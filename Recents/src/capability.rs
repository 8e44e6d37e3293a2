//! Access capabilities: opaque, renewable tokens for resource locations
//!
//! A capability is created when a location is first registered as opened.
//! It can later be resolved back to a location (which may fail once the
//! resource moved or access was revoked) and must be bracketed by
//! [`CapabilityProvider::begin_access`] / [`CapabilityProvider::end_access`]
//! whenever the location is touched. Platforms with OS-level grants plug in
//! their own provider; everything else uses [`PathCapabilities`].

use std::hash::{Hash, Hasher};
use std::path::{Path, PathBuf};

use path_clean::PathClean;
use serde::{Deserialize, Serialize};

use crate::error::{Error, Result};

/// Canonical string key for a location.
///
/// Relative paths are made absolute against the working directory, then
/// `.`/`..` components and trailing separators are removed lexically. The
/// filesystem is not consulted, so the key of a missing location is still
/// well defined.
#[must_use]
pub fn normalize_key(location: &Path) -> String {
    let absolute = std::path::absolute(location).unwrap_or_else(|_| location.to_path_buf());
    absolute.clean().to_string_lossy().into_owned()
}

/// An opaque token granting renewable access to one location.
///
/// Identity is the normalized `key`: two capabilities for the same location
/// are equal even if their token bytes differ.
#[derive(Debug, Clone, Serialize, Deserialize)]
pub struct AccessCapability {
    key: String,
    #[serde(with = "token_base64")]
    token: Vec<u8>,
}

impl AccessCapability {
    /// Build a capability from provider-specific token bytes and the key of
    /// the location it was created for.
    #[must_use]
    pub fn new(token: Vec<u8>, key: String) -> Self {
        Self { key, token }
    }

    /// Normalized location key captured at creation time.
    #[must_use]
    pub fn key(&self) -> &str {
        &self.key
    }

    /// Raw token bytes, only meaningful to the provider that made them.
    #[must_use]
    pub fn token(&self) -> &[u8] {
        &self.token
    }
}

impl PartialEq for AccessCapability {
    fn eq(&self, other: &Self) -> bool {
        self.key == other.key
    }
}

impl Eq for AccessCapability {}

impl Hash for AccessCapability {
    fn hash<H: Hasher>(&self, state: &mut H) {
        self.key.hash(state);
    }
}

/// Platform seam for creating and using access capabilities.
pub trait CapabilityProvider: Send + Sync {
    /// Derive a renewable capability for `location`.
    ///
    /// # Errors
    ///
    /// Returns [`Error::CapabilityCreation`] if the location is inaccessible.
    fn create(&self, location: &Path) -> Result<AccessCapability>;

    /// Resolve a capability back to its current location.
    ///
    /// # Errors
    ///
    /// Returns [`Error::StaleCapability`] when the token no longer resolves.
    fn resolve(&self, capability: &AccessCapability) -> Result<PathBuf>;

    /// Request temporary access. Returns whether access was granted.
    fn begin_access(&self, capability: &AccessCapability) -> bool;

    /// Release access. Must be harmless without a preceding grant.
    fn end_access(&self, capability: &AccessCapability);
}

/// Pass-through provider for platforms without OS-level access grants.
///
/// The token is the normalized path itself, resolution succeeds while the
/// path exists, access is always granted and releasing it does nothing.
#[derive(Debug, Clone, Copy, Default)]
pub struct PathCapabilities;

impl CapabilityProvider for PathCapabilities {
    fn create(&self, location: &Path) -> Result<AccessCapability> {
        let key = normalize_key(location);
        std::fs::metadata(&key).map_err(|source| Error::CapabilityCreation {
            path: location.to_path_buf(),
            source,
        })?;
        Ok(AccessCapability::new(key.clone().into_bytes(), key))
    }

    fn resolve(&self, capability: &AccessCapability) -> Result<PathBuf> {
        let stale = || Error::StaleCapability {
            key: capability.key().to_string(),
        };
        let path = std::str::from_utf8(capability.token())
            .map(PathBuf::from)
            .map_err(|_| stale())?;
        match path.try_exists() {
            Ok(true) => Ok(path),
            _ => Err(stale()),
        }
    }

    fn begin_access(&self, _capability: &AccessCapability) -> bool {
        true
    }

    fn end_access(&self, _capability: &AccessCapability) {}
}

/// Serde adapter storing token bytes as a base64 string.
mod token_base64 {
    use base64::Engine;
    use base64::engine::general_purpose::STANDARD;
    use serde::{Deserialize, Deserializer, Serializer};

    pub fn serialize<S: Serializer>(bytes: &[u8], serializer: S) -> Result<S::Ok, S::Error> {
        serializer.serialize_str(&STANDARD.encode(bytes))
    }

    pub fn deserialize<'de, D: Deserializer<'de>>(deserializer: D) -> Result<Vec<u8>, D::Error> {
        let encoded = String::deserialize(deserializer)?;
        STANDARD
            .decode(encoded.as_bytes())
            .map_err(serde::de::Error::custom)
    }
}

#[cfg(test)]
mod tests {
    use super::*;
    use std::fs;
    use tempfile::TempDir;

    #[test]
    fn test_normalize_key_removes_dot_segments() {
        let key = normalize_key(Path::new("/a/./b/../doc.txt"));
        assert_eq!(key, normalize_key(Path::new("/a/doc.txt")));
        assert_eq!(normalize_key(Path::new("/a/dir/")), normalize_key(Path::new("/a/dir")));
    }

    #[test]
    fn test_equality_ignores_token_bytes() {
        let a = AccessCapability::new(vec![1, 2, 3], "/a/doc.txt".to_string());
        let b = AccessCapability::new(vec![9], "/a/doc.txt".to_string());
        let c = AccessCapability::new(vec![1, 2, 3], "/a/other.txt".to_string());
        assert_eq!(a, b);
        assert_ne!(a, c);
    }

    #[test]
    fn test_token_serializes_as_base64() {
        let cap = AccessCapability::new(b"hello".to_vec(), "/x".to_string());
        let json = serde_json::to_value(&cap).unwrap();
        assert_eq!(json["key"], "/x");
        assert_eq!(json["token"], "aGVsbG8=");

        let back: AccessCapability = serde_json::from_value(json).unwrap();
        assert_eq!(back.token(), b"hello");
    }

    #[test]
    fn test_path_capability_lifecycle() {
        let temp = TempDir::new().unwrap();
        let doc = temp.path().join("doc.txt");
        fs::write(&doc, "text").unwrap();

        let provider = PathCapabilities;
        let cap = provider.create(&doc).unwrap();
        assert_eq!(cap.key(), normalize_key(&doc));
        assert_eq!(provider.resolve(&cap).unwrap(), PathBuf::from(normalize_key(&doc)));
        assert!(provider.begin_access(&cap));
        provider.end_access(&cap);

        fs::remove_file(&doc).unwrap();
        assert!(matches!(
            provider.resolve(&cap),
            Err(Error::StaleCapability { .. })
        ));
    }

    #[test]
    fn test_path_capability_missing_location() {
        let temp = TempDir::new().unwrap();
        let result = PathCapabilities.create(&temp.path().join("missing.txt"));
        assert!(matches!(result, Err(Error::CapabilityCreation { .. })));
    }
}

### Task directions
Output each record exactly, leaving nothing out.

### Worked solution
filename Recents/src/capability.rs
repository 8e44e6d37e3293a2
//! Access capabilities: opaque, renewable tokens for resource locations
//!
//! A capability is created when a location is first registered as opened.
//! It can later be resolved back to a location (which may fail once the
//! resource moved or access was revoked) and must be bracketed by
//! [`CapabilityProvider::begin_access`] / [`CapabilityProvider::end_access`]
//! whenever the location is touched. Platforms with OS-level grants plug in
//! their own provider; everything else uses [`PathCapabilities`].

use std::hash::{Hash, Hasher};
use std::path::{Path, PathBuf};

use path_clean::PathClean;
use serde::{Deserialize, Serialize};

use crate::error::{Error, Result};

/// Canonical string key for a location.
///
/// Relative paths are made absolute against the working directory, then
/// `.`/`..` components and trailing separators are removed lexically. The
/// filesystem is not consulted, so the key of a missing location is still
/// well defined.
#[must_use]
pub fn normalize_key(location: &Path) -> String {
    let absolute = std::path::absolute(location).unwrap_or_else(|_| location.to_path_buf());
    absolute.clean().to_string_lossy().into_owned()
}

/// An opaque token granting renewable access to one location.
///
/// Identity is the normalized `key`: two capabilities for the same location
/// are equal even if their token bytes differ.
#[derive(Debug, Clone, Serialize, Deserialize)]
pub struct AccessCapability {
    key: String,
    #[serde(with = "token_base64")]
    token: Vec<u8>,
}

impl AccessCapability {
    /// Build a capability from provider-specific token bytes and the key of
    /// the location it was created for.
    #[must_use]
    pub fn new(token: Vec<u8>, key: String) -> Self {
        Self { key, token }
    }

    /// Normalized location key captured at creation time.
    #[must_use]
    pub fn key(&self) -> &str {
        &self.key
    }

    /// Raw token bytes, only meaningful to the provider that made them.
    #[must_use]
    pub fn token(&self) -> &[u8] {
        &self.token
    }
}

impl PartialEq for AccessCapability {
    fn eq(&self, other: &Self) -> bool {
        self.key == other.key
    }
}

impl Eq for AccessCapability {}

impl Hash for AccessCapability {
    fn hash<H: Hasher>(&self, state: &mut H) {
        self.key.hash(state);
    }
}

/// Platform seam for creating and using access capabilities.
pub trait CapabilityProvider: Send + Sync {
    /// Derive a renewable capability for `location`.
    ///
    /// # Errors
    ///
    /// Returns [`Error::CapabilityCreation`] if the location is inaccessible.
    fn create(&self, location: &Path) -> Result<AccessCapability>;

    /// Resolve a capability back to its current location.
    ///
    /// # Errors
    ///
    /// Returns [`Error::StaleCapability`] when the token no longer resolves.
    fn resolve(&self, capability: &AccessCapability) -> Result<PathBuf>;

    /// Request temporary access. Returns whether access was granted.
    fn begin_access(&self, capability: &AccessCapability) -> bool;

    /// Release access. Must be harmless without a preceding grant.
    fn end_access(&self, capability: &AccessCapability);
}

/// Pass-through provider for platforms without OS-level access grants.
///
/// The token is the normalized path itself, resolution succeeds while the
/// path exists, access is always granted and releasing it does nothing.
#[derive(Debug, Clone, Copy, Default)]
pub struct PathCapabilities;

impl CapabilityProvider for PathCapabilities {
    fn create(&self, location: &Path) -> Result<AccessCapability> {
        let key = normalize_key(location);
        std::fs::metadata(&key).map_err(|source| Error::CapabilityCreation {
            path: location.to_path_buf(),
            source,
        })?;
        Ok(AccessCapability::new(key.clone().into_bytes(), key))
    }

    fn resolve(&self, capability: &AccessCapability) -> Result<PathBuf> {
        let stale = || Error::StaleCapability {
            key: capability.key().to_string(),
        };
        let path = std::str::from_utf8(capability.token())
            .map(PathBuf::from)
            .map_err(|_| stale())?;
        match path.try_exists() {
            Ok(true) => Ok(path),
            _ => Err(stale()),
        }
    }

    fn begin_access(&self, _capability: &AccessCapability) -> bool {
        true
    }

    fn end_access(&self, _capability: &AccessCapability) {}
}

/// Serde adapter storing token bytes as a base64 string.
mod token_base64 {
    use base64::Engine;
    use base64::engine::general_purpose::STANDARD;
    use serde::{Deserialize, Deserializer, Serializer};

    pub fn serialize<S: Serializer>(bytes: &[u8], serializer: S) -> Result<S::Ok, S::Error> {
        serializer.serialize_str(&STANDARD.encode(bytes))
    }

    pub fn deserialize<'de, D: Deserializer<'de>>(deserializer: D) -> Result<Vec<u8>, D::Error> {
        let encoded = String::deserialize(deserializer)?;
        STANDARD
            .decode(encoded.as_bytes())
            .map_err(serde::de::Error::custom)
    }
}

#[cfg(test)]
mod tests {
    use super::*;
    use std::fs;
    use tempfile::TempDir;

    #[test]
    fn test_normalize_key_removes_dot_segments() {
        let key = normalize_key(Path::new("/a/./b/../doc.txt"));
        assert_eq!(key, normalize_key(Path::new("/a/doc.txt")));
        assert_eq!(normalize_key(Path::new("/a/dir/")), normalize_key(Path::new("/a/dir")));
    }

    #[test]
    fn test_equality_ignores_token_bytes() {
        let a = AccessCapability::new(vec![1, 2, 3], "/a/doc.txt".to_string());
        let b = AccessCapability::new(vec![9], "/a/doc.txt".to_string());
        let c = AccessCapability::new(vec![1, 2, 3], "/a/other.txt".to_string());
        assert_eq!(a, b);
        assert_ne!(a, c);
    }

    #[test]
    fn test_token_serializes_as_base64() {
        let cap = AccessCapability::new(b"hello".to_vec(), "/x".to_string());
        let json = serde_json::to_value(&cap).unwrap();
        assert_eq!(json["key"], "/x");
        assert_eq!(json["token"], "aGVsbG8=");

        let back: AccessCapability = serde_json::from_value(json).unwrap();
        assert_eq!(back.token(), b"hello");
    }

    #[test]
    fn test_path_capability_lifecycle() {
        let temp = TempDir::new().unwrap();
        let doc = temp.path().join("doc.txt");
        fs::write(&doc, "text").unwrap();

        let provider = PathCapabilities;
        let cap = provider.create(&doc).unwrap();
        assert_eq!(cap.key(), normalize_key(&doc));
        assert_eq!(provider.resolve(&cap).unwrap(), PathBuf::from(normalize_key(&doc)));
        assert!(provider.begin_access(&cap));
        provider.end_access(&cap);

        fs::remove_file(&doc).unwrap();
        assert!(matches!(
            provider.resolve(&cap),
            Err(Error::StaleCapability { .. })
        ));
    }

    #[test]
    fn test_path_capability_missing_location() {
        let temp = TempDir::new().unwrap();
        let result = PathCapabilities.create(&temp.path().join("missing.txt"));
        assert!(matches!(result, Err(Error::CapabilityCreation { .. })));
    }
}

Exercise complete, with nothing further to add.